Cards should now be sent to:
Madison Hinz
42740 US HWY 63
Cable, WI 54821-4596
someone from there will be going to see and bring mail, etc. to her and my daughter several times a week and will bring anything sent her. They will be staying in Minneapolis for at least another month.
i will post photos in the morning. I myself haven’t really been feeling that great for that past four or so days-seems to just a sinus infection/allergies.
UPDATE 6/25/24
yesterday Madison slept a lot and was awake mostly for meals and therapy. The doctors and nurses assured my daughter this was normal as the third day kicks in. She was really down yesterday evening getting her days mixed up, thinking it was more like a week after surgery and everyone forgot about her until several nurses showed their phones to her to assure she really only slept most of most Monday not “forever”!
she walked again today but only managed about 35 feet before returning to her room. She has a PCA for pain but doesn’t really want to use it because it makes her too sleepy. She’s afraid of falling asleep for too long and not being able to wake up. Everyone keeps trying to assure her that ont happen and they won’t let it happen. It’s scary to hear talk about fear when she never had any real fears before.
she got her first card today from her great grandmother that was sent on Friday, so she is hoping for more as it made her feel connected outside of the hospital.
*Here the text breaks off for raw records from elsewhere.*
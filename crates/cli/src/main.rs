use std::str::FromStr;
use std::sync::Arc;

use anyhow::{Context, Result};
use canteen_api::{CacheLocation, CanteenApi, PageOutcome, PageQuery, SessionConfig};
use canteen_store::LoadOutcome;
use clap::{ArgAction, Parser, Subcommand, ValueEnum};
use tracing::{info, warn};

#[derive(Parser, Debug)]
#[command(name = "canteenctl", version, about = "Campus venue search CLI")]
struct Cli {
    /// Output format
    #[arg(short = 'o', long = "output", value_enum, global = true, default_value_t = Output::Human)]
    output: Output,

    /// Disable the durable index cache for this run
    #[arg(long = "no-cache", global = true, action = ArgAction::SetTrue)]
    no_cache: bool,

    #[command(subcommand)]
    command: Commands,
}

#[derive(Copy, Clone, Debug, Eq, PartialEq, ValueEnum)]
enum Output { Human, Json }

#[derive(Subcommand, Debug)]
enum Commands {
    /// Search venues; an empty keyword lists server-side
    Search {
        /// Keyword (Chinese, pinyin or Latin)
        keyword: String,
        /// Category filter, e.g. "mainfood"
        #[arg(long = "type")]
        kind: Option<String>,
        #[arg(long = "page", default_value_t = 1)]
        page: usize,
        /// Page size
        #[arg(long = "limit", default_value_t = canteen_api::DEFAULT_PAGE_SIZE)]
        limit: usize,
        /// Print tier and score per match instead of hydrating
        #[arg(long = "explain", action = ArgAction::SetTrue)]
        explain: bool,
    },
    /// Reload the index from the network and rewrite the cache
    Refresh,
    /// Inspect or drop the durable index cache
    Cache {
        #[command(subcommand)]
        action: CacheAction,
    },
}

#[derive(Subcommand, Debug)]
enum CacheAction {
    /// Show stored version and record count
    Show,
    /// Remove both cache keys
    Clear,
}

fn init_tracing() {
    let env = std::env::var("CANTEEN_LOG").unwrap_or_else(|_| "info".to_string());
    let filter = tracing_subscriber::EnvFilter::from_str(&env).unwrap_or_else(|_| tracing_subscriber::EnvFilter::new("info"));
    tracing_subscriber::fmt().with_env_filter(filter).with_target(true).with_writer(std::io::stderr).init();
}

fn init_metrics() {
    if let Ok(addr) = std::env::var("CANTEEN_METRICS_ADDR") {
        if let Ok(sock) = addr.parse::<std::net::SocketAddr>() {
            let builder = metrics_exporter_prometheus::PrometheusBuilder::new();
            match builder.with_http_listener(sock).install() {
                Ok(_) => tracing::info!(addr = %addr, "Prometheus metrics exporter listening"),
                Err(e) => tracing::warn!(error = %e, "failed to install metrics exporter"),
            }
        } else {
            tracing::warn!(addr = %addr, "invalid CANTEEN_METRICS_ADDR; expected host:port");
        }
    }
}

fn print_load(output: Output, outcome: &LoadOutcome) -> Result<()> {
    match output {
        Output::Json => println!("{}", serde_json::to_string_pretty(outcome)?),
        Output::Human => match outcome {
            LoadOutcome::Cache { records } => println!("index: {} records (cache)", records),
            LoadOutcome::Network { records } => println!("index: {} records (network)", records),
            LoadOutcome::StaleFallback { records, error } => println!("index: {} records (stale; network error: {})", records, error),
            LoadOutcome::Failed { error } => println!("index: failed to load: {}", error),
        },
    }
    Ok(())
}

#[tokio::main]
async fn main() -> Result<()> {
    init_tracing();
    init_metrics();
    let cli = Cli::parse();

    let mut cfg = SessionConfig::from_env();
    if cli.no_cache { cfg.cache = CacheLocation::Off; }
    let api: Arc<dyn CanteenApi> = Arc::new(canteen_api::open_session(&cfg).context("opening search session")?);

    match cli.command {
        Commands::Search { keyword, kind, page, limit, explain } => {
            info!(keyword = %keyword, kind = ?kind, page, limit, explain, "search invoked");
            let needs_index = explain || !keyword.trim().is_empty();
            if needs_index {
                let outcome = api.load_index(false).await;
                if outcome.is_failed() {
                    print_load(cli.output, &outcome)?;
                    return Ok(());
                }
            }
            if explain {
                let rows = api.explain(&keyword);
                match cli.output {
                    Output::Json => println!("{}", serde_json::to_string_pretty(&rows)?),
                    Output::Human => {
                        if rows.is_empty() { println!("no matches"); }
                        for r in rows {
                            println!("{:>3}  {:<10} {}", r.score, r.tier.as_str(), r.id);
                        }
                    }
                }
                return Ok(());
            }
            let mut q = PageQuery::new(keyword).page(page, limit);
            if let Some(k) = kind { q = q.kind(k); }
            let outcome = api.query(q).await.context("search query")?;
            match cli.output {
                Output::Json => println!("{}", serde_json::to_string_pretty(&outcome)?),
                Output::Human => match outcome {
                    PageOutcome::Page(p) => {
                        if p.items.is_empty() { println!("no results"); }
                        for item in &p.items {
                            let name = item.field_str("name").unwrap_or("-");
                            let kind = item.field_str("type").unwrap_or("-");
                            println!("{}  {}  [{}]", item.id, name, kind);
                        }
                        println!("page {}/{} • {} total", p.page, p.total_pages().max(1), p.total);
                    }
                    PageOutcome::Loading => println!("index still loading"),
                    PageOutcome::Superseded => warn!("request superseded"),
                },
            }
        }
        Commands::Refresh => {
            let outcome = api.load_index(true).await;
            print_load(cli.output, &outcome)?;
        }
        Commands::Cache { action: CacheAction::Show } => {
            let status = api.status();
            match cli.output {
                Output::Json => println!("{}", serde_json::to_string_pretty(&status.cached)?),
                Output::Human => match status.cached {
                    Some(c) => println!(
                        "cache: version {} ({}) • {} records",
                        c.version,
                        if c.current { "current" } else { "stale" },
                        c.records
                    ),
                    None => println!("cache: empty (expects version {})", status.cache_version),
                },
            }
        }
        Commands::Cache { action: CacheAction::Clear } => {
            api.clear_cache();
            if cli.output == Output::Human { println!("cache cleared"); }
        }
    }
    Ok(())
}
A package my other daughter sent was misplaced at the post office was delayed but she has two packages that I sent yesterday that Amazon sent and arrived early today. They will be delivered to her in the morning. I should bring her some distraction.
i have had several of the Peas ask about sending some small thins for her and if we could set up an Amazon Wishlist. My daughter really isn’t into setting up a wishlist but isn’t opposed to sending small things to Madison that might help occupy her time. She doesn’t want Madison to learn to play off her illness or use it as personal gain. However, if someone should desire to give her something, keep it small, please and low in monetary value. Madison is a voracious reader and still like paper back books—appropriate age related 16 year old books , girl detective, scientist, explore, computer geek type books. She also loves crafts, latch hook, small embroidery, hand sewn craft amigurami stuffed animals, beading projects, peeler bead projects, etc. Her diet is pretty much unlimited with the exception of low sodium, low fat, no peanuts, no chocolate for now—so any individual type of snacks is fine. Oh, she is also a wonderful artist and like charcoal drawing, pastels. She’s does diamond painting too. Please remember, this is nothing but a list of things she like to do that doesn’t require excess physical activity but keeps her mind occupied. Anything you send can be sent to the address below. Amazon did a great job with my delivery.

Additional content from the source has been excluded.